■ About this exercise:
Your answer should be one number, the count of lines in the data that hold "Invocation".

■ Exercise data:
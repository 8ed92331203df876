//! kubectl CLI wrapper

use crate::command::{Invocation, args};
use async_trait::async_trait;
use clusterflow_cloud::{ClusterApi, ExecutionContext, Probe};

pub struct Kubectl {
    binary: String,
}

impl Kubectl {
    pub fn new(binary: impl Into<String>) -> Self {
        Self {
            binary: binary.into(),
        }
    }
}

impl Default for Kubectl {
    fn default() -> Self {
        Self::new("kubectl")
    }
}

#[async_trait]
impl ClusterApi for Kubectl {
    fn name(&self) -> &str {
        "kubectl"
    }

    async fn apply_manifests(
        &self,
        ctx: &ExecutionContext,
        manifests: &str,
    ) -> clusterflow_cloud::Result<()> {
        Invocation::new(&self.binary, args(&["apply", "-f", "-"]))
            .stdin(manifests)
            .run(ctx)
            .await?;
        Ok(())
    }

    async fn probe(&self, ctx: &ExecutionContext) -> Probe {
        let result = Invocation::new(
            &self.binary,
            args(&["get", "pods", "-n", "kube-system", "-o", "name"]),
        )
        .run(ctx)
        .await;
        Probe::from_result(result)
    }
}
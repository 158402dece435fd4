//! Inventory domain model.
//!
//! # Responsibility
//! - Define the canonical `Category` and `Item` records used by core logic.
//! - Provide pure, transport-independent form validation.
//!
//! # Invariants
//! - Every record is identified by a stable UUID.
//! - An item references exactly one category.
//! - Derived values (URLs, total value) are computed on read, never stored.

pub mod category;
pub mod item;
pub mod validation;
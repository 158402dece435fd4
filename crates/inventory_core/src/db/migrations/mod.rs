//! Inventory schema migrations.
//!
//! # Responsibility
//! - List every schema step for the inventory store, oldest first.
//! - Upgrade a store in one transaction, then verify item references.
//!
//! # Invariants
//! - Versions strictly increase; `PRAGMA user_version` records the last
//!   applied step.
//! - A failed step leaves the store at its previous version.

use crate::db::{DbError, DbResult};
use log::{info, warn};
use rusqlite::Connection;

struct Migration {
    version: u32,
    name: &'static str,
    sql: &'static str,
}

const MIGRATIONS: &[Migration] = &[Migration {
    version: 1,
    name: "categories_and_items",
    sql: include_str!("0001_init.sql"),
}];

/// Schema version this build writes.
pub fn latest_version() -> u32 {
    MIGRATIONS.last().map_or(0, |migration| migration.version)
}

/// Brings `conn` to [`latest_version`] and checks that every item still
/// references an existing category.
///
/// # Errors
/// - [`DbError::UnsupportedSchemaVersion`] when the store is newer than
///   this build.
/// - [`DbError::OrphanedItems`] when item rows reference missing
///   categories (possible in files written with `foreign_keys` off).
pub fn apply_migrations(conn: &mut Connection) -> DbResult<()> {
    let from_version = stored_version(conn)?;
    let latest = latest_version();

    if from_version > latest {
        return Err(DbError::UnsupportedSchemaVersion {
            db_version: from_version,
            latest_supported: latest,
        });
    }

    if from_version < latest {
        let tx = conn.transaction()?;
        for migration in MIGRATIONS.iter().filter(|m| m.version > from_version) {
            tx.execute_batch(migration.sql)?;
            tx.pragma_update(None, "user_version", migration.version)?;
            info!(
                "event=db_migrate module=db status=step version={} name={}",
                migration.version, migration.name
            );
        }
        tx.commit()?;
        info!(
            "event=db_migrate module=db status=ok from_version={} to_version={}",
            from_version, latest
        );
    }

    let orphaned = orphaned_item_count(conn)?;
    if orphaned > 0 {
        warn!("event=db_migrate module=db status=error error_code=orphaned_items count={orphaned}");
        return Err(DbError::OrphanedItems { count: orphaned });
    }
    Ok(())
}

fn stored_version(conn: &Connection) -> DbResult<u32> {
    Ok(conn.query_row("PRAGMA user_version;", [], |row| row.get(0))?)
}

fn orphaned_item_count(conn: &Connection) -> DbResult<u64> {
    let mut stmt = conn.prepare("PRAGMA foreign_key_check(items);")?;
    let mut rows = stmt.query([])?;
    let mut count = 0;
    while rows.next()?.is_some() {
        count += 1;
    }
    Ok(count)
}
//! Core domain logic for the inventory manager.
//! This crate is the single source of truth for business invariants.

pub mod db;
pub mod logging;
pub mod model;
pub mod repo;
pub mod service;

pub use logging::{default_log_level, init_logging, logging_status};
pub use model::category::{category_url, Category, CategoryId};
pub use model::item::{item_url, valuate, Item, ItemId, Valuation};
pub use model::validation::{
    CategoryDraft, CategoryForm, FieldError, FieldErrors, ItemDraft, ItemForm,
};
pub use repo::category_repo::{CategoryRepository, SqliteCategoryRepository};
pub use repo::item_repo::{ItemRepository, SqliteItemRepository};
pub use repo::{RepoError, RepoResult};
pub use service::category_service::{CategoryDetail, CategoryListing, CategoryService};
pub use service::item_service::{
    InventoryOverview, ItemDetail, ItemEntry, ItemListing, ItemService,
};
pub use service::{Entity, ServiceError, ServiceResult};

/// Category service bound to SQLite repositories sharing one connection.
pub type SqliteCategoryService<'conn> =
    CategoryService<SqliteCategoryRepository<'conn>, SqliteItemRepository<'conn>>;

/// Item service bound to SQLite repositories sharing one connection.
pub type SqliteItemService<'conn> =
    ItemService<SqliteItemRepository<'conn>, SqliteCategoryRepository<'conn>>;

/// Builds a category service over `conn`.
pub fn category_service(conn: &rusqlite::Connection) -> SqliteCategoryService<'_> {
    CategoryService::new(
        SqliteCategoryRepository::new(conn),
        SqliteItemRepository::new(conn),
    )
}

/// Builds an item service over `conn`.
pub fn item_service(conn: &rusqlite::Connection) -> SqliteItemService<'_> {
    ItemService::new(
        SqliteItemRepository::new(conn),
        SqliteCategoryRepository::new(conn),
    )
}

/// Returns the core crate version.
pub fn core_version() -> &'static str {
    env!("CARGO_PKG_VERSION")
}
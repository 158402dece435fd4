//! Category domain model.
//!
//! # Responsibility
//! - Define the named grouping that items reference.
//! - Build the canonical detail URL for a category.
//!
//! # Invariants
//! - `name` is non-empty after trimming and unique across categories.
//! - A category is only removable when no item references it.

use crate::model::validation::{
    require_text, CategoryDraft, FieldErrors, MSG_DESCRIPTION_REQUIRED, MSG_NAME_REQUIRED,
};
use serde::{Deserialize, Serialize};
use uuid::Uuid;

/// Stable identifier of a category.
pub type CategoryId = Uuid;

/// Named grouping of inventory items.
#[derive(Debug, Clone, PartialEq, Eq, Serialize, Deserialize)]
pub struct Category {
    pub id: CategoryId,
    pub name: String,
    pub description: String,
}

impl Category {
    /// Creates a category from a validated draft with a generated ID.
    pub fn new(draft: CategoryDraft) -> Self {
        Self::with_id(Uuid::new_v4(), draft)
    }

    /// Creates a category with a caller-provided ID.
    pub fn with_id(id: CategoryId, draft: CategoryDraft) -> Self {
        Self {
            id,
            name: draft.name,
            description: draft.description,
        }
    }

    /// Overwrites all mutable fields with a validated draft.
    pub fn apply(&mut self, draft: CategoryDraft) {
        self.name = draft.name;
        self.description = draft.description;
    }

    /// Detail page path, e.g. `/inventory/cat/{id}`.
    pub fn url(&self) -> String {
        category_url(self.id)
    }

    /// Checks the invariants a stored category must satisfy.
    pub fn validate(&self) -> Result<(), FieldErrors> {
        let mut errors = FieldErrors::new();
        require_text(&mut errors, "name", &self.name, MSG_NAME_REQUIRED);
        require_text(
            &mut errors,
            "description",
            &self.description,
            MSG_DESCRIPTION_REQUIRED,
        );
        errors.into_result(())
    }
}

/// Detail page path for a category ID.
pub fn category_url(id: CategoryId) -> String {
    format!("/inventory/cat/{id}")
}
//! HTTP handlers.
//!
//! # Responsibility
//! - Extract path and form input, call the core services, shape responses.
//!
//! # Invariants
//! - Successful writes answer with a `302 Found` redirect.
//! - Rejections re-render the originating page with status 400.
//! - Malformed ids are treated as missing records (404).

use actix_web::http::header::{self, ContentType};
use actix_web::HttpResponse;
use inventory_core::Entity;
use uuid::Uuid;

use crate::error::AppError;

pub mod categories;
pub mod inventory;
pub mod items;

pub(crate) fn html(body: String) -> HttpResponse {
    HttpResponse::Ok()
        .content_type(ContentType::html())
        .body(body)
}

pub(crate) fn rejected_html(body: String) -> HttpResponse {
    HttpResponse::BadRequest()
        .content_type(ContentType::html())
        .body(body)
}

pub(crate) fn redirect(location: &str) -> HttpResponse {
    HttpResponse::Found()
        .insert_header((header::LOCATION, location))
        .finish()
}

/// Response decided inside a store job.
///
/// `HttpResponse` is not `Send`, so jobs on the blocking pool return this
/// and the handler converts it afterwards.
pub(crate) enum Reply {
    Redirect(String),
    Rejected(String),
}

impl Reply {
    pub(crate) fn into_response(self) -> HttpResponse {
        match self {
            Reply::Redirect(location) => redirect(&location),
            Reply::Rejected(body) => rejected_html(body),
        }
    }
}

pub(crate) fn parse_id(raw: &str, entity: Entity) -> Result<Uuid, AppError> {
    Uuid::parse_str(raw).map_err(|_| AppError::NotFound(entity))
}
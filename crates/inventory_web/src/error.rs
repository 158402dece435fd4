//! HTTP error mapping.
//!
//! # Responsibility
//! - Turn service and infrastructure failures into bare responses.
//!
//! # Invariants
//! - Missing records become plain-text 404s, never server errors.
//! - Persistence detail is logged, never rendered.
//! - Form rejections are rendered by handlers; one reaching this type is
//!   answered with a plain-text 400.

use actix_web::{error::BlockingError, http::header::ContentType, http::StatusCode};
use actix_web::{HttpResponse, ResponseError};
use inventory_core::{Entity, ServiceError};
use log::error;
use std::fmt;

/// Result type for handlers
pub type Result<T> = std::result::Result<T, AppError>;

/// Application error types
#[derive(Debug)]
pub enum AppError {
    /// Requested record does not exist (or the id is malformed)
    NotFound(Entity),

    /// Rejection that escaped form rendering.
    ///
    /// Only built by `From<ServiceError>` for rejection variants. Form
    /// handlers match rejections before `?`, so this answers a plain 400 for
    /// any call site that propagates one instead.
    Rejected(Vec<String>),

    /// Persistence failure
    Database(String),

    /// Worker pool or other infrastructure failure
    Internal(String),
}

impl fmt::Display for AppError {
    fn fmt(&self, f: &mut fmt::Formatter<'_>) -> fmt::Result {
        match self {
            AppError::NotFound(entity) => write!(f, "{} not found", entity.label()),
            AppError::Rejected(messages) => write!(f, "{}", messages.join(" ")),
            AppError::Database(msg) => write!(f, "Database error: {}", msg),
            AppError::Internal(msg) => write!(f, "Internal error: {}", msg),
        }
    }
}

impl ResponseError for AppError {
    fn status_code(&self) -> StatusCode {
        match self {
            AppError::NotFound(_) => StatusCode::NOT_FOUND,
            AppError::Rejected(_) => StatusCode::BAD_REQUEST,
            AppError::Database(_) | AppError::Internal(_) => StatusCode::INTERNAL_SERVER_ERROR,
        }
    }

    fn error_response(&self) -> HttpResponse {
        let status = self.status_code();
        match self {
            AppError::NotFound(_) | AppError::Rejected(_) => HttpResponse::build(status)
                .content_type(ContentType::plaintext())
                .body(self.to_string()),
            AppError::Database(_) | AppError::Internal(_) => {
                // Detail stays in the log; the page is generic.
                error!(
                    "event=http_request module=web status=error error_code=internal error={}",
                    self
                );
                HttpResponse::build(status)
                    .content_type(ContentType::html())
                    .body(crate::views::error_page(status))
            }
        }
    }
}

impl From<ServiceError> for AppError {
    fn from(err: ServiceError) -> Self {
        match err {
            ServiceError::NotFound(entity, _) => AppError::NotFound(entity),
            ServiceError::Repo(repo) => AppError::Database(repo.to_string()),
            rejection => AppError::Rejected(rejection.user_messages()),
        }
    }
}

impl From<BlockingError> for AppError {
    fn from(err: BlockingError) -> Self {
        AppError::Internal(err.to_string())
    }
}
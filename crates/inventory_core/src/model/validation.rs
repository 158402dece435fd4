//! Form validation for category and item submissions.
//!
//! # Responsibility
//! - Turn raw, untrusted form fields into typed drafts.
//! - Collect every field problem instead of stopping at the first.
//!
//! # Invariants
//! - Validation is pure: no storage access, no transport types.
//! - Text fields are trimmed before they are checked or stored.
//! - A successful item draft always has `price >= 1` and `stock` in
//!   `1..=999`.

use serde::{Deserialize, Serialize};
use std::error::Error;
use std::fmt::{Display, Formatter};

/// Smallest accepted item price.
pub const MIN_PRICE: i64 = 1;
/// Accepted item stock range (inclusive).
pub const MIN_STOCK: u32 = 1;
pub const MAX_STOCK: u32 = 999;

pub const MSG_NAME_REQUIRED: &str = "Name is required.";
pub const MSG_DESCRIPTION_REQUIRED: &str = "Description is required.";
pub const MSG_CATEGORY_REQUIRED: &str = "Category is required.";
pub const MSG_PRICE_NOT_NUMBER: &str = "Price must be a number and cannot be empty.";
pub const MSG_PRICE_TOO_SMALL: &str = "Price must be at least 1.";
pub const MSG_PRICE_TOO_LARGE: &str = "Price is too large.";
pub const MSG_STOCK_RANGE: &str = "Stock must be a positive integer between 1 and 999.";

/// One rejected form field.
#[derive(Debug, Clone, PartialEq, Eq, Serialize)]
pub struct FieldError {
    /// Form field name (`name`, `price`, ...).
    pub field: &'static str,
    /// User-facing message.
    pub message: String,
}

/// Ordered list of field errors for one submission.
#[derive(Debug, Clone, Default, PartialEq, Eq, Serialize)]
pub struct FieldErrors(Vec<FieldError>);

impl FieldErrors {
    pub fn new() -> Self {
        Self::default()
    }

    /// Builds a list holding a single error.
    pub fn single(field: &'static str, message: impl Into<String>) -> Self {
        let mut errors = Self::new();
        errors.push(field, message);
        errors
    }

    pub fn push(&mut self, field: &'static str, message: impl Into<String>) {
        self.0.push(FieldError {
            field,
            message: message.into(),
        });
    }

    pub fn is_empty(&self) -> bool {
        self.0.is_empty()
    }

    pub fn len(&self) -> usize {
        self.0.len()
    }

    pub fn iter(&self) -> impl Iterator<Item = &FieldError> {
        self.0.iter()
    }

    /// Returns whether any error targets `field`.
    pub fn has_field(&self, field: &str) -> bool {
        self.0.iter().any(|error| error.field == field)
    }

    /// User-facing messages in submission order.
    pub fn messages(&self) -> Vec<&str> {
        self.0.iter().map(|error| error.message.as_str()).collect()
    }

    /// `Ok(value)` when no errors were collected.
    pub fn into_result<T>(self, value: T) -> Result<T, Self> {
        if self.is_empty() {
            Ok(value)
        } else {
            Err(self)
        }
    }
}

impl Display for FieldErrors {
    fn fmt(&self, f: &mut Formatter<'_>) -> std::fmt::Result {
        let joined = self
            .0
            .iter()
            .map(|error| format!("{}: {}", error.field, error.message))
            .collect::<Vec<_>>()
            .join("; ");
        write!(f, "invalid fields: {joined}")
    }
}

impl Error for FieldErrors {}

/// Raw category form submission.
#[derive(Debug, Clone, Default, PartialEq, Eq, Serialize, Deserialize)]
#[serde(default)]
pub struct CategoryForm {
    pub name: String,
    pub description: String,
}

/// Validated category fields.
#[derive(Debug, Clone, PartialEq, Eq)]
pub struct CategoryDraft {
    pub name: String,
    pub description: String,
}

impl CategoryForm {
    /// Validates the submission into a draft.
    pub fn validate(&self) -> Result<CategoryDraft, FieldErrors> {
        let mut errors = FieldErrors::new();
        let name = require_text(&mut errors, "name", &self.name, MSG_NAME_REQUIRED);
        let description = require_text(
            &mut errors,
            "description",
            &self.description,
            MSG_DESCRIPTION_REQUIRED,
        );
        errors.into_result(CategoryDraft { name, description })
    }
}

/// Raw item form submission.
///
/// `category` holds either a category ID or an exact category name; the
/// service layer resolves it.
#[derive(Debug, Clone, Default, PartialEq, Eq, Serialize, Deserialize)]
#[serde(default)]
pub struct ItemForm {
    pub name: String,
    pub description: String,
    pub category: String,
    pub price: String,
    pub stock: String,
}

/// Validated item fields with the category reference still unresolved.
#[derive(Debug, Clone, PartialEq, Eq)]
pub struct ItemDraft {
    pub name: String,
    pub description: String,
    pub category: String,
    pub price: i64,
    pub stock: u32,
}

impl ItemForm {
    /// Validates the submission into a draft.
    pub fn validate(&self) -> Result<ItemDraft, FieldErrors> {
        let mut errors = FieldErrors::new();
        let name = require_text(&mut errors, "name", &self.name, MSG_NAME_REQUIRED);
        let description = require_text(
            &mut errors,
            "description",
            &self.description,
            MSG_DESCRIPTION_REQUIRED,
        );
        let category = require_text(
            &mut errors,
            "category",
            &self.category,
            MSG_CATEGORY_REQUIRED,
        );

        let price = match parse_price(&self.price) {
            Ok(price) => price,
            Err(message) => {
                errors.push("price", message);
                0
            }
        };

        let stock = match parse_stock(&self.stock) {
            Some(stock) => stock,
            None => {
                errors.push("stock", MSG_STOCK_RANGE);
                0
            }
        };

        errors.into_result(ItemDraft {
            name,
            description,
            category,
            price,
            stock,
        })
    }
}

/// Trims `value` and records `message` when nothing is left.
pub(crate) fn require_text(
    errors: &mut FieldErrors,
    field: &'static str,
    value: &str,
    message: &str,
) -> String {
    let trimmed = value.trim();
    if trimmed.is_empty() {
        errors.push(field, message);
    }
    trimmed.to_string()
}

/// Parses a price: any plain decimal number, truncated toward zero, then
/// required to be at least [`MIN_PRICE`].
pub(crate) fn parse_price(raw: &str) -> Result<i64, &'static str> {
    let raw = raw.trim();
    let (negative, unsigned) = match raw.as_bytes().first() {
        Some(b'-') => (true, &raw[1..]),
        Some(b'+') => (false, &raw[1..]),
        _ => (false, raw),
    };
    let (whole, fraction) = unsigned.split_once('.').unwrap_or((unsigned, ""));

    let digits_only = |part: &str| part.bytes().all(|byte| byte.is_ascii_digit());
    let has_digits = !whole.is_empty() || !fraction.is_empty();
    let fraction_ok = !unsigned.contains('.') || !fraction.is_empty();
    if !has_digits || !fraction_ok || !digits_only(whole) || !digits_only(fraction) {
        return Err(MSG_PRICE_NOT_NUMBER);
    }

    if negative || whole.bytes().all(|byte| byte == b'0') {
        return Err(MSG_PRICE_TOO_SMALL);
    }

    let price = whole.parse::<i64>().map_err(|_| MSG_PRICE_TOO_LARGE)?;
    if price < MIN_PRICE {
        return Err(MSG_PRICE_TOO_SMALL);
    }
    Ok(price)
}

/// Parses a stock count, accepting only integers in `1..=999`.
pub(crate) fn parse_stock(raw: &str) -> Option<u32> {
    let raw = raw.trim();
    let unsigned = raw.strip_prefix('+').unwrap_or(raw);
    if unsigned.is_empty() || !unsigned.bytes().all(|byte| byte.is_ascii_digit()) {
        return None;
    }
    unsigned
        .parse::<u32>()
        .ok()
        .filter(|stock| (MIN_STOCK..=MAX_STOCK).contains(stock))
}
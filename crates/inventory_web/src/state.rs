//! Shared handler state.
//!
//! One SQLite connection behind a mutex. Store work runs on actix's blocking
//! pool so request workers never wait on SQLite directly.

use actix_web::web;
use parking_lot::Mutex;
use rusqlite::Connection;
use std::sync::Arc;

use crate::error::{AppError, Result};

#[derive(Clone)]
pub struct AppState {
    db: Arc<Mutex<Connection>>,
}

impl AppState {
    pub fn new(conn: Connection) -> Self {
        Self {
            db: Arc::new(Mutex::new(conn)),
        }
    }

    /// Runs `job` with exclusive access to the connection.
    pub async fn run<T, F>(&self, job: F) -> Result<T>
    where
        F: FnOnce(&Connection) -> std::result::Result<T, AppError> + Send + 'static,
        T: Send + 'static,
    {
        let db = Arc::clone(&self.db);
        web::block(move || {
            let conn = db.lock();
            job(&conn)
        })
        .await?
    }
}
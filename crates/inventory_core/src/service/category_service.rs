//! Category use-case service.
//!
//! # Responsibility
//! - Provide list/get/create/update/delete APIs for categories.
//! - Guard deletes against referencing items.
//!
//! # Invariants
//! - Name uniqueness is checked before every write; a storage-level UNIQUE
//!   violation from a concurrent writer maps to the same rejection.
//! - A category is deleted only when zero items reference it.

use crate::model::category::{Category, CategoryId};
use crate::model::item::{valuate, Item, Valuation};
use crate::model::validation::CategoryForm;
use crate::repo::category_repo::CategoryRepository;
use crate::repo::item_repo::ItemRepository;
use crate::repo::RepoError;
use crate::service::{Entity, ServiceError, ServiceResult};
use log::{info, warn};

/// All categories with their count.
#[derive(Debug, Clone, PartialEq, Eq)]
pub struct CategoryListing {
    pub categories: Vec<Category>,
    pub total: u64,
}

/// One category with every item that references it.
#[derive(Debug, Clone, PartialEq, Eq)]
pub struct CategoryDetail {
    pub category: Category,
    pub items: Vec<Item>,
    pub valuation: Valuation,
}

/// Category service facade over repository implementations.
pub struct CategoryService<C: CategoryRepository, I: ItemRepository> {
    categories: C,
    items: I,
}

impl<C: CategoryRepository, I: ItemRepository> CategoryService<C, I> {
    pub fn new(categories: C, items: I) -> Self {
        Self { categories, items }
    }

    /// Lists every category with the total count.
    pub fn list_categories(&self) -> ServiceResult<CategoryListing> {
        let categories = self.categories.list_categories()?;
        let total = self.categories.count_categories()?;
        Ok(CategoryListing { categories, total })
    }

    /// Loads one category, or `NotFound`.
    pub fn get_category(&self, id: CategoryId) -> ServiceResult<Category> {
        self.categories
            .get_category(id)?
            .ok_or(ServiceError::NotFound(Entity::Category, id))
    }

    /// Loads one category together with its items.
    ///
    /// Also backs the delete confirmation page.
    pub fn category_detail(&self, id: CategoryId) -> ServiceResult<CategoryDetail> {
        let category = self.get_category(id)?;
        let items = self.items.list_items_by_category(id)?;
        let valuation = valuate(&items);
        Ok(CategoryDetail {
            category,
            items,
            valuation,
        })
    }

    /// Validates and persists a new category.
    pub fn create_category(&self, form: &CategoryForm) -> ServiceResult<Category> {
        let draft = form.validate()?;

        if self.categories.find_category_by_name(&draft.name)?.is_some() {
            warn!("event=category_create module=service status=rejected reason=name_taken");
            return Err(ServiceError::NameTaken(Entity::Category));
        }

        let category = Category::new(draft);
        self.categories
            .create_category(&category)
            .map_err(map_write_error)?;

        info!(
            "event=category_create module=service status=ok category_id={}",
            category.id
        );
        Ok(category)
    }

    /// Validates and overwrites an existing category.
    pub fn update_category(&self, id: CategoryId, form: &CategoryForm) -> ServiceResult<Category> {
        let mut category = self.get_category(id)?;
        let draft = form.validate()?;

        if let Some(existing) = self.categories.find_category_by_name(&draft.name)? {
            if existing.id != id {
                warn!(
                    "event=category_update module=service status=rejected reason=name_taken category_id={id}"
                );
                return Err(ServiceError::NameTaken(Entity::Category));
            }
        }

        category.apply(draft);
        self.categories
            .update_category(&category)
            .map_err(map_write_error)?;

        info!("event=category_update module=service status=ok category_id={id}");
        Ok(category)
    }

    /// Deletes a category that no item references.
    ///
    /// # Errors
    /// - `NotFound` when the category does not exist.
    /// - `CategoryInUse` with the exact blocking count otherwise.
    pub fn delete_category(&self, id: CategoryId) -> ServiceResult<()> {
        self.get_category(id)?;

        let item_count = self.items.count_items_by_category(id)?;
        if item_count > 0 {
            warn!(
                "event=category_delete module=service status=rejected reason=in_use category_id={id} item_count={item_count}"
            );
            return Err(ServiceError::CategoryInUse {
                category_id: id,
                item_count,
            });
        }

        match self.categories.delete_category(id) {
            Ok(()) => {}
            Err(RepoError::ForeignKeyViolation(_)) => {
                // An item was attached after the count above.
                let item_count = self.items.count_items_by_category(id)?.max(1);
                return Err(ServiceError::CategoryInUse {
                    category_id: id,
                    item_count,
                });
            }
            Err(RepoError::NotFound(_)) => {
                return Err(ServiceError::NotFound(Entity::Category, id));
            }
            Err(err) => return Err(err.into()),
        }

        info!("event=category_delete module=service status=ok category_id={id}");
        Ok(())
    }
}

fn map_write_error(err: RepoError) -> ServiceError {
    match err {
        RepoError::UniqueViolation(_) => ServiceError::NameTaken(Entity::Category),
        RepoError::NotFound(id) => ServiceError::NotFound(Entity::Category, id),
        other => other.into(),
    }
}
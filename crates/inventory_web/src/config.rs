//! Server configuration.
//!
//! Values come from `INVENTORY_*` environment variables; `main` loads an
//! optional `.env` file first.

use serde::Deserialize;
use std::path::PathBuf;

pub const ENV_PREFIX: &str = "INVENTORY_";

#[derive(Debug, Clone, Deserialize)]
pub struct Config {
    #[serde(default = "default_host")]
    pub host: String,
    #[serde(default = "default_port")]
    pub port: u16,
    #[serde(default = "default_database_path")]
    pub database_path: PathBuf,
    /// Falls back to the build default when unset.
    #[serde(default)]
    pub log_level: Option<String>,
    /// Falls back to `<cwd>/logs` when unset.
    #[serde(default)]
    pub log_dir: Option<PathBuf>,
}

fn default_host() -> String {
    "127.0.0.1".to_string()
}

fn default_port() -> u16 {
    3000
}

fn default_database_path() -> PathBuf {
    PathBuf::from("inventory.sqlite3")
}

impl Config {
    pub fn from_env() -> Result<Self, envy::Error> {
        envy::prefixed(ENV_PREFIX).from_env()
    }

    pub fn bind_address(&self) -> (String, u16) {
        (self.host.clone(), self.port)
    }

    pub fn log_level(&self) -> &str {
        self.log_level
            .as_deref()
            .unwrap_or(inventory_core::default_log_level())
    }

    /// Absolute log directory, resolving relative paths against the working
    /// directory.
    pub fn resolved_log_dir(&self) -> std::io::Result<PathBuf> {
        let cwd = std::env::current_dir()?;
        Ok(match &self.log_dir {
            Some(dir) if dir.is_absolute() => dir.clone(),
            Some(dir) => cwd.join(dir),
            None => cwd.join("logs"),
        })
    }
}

■ Solution below:
3